IBM QAOA on Sub-Network Problems

For a 12-port sub-network on the Europe-West Africa feeder service, the team used IBM’s Qiskit Optimization with a QAOA solver on the Eagle processor (127 qubits). The sub-network problem was small enough to fit on hardware after qubit mapping. QAOA with p=3 layers matched the quality of the classical Gurobi-based heuristic on this sub-problem, demonstrating that gate-based quantum optimization can reach competitive solution quality on tractable instances.

from qiskit_optimization import QuadraticProgram
from qiskit_optimization.algorithms import MinimumEigenOptimizer
from qiskit_algorithms import QAOA
from qiskit.primitives import Sampler

qp = QuadraticProgram()
# Add binary variables for each vessel-port-time triple in 12-port sub-network
for var in sub_network_vars:
    qp.binary_var(var)

qp.minimize(linear=linear_costs, quadratic=quad_penalties)
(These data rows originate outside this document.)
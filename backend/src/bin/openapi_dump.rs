//! Print the OpenAPI document as JSON.

use movies::ApiDoc;
use utoipa::OpenApi;

fn main() -> std::io::Result<()> {
    let json = ApiDoc::openapi().to_json().map_err(std::io::Error::other)?;
    println!("{json}");
    Ok(())
}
qaoa = QAOA(sampler=Sampler(), reps=3)
optimizer = MinimumEigenOptimizer(qaoa)
result = optimizer.solve(qp)
print(result.fval, result.x)

Hybrid Architecture and Results

The production architecture is explicitly hybrid. A classical orchestration layer handles data ingestion from Maersk’s vessel tracking systems, decomposes the global problem by lane, routes sub-problems to either D-Wave’s LeapHybridSampler or the IBM cloud API depending on problem structure, and then recombines lane solutions using classical integer programming. Neither quantum system sees the full global problem; they each handle structured sub-problems where quantum or quantum-hybrid search offers an edge over purely classical local search.

On the Asia-Europe lane test with 20 vessels, D-Wave’s hybrid solver identified vessel speed profiles and port call sequences that reduced projected fuel consumption by 8% relative to Maersk’s current heuristic baseline. At current bunker fuel prices, an 8% reduction across even a single major lane represents tens of millions of dollars in annual savings. Full fleet deployment, pending validation across additional lanes and disruption scenarios, is targeted for 2026.